**Given information**
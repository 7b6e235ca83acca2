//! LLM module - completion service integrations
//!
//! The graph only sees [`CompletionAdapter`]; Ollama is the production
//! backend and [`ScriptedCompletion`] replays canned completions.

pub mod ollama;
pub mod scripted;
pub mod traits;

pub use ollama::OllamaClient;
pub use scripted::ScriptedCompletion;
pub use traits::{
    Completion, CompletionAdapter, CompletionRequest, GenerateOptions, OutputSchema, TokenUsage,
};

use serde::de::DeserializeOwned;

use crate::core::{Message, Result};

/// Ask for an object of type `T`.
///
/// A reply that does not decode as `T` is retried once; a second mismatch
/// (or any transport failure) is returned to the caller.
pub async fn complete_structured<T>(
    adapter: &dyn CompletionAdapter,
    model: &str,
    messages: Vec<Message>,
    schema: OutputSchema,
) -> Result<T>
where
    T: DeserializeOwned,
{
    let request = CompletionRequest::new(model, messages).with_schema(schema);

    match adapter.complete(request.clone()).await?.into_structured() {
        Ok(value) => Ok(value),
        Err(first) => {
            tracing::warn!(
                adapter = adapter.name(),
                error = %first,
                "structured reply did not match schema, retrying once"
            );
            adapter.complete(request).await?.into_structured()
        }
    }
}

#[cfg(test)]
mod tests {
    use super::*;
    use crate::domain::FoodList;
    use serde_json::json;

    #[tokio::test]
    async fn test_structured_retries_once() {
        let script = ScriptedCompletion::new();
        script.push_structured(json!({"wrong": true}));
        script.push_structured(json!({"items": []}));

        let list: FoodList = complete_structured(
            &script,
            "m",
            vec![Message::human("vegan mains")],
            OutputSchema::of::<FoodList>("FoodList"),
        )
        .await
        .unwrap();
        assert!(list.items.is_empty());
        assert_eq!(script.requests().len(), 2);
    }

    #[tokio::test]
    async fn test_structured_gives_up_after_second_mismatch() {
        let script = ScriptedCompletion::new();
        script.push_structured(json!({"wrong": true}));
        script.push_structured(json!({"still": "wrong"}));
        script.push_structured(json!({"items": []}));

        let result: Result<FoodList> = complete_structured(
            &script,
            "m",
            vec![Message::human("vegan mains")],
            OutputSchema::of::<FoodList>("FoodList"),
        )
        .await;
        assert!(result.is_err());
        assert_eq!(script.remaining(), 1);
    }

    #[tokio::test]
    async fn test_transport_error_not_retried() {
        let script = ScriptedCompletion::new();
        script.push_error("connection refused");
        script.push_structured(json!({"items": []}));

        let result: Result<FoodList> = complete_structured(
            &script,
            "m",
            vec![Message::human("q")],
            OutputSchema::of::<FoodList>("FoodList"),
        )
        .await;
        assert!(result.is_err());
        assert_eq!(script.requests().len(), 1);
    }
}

==

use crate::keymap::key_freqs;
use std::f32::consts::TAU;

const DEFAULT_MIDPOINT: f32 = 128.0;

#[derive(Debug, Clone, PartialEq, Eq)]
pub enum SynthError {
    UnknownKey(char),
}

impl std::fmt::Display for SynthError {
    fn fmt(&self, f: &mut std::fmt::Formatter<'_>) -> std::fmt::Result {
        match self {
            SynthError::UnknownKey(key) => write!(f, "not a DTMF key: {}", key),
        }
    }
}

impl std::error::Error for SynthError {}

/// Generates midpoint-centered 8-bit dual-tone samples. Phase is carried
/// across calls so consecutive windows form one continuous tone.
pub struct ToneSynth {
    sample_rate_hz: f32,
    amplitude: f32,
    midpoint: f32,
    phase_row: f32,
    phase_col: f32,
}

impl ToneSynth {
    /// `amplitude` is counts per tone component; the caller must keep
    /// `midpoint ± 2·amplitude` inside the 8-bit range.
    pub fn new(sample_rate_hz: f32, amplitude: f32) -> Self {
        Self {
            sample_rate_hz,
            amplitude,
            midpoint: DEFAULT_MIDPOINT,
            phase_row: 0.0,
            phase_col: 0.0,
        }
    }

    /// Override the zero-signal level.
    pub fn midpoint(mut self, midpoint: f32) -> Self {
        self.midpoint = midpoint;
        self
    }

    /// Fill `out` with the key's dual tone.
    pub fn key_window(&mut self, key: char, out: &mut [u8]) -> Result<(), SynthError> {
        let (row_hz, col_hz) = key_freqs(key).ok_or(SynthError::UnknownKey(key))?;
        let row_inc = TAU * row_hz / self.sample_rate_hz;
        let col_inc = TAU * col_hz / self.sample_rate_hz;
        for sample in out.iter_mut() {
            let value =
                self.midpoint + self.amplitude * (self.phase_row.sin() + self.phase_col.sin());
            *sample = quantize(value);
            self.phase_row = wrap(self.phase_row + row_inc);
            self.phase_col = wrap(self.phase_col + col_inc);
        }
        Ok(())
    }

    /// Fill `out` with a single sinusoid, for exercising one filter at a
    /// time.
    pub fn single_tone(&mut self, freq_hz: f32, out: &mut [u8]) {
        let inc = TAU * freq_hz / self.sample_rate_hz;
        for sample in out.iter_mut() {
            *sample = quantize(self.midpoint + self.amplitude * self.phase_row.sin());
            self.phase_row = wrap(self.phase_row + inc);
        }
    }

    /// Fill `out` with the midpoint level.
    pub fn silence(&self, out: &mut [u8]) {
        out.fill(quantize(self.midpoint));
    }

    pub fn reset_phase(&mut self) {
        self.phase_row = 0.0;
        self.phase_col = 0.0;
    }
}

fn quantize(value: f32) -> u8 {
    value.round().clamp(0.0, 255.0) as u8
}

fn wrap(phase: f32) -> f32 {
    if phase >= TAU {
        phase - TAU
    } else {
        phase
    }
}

**Activity**
Please report every line of the listing that contains the string "model".

**Result of the exercise**
    model: &str,
    let request = CompletionRequest::new(model, messages).with_schema(schema);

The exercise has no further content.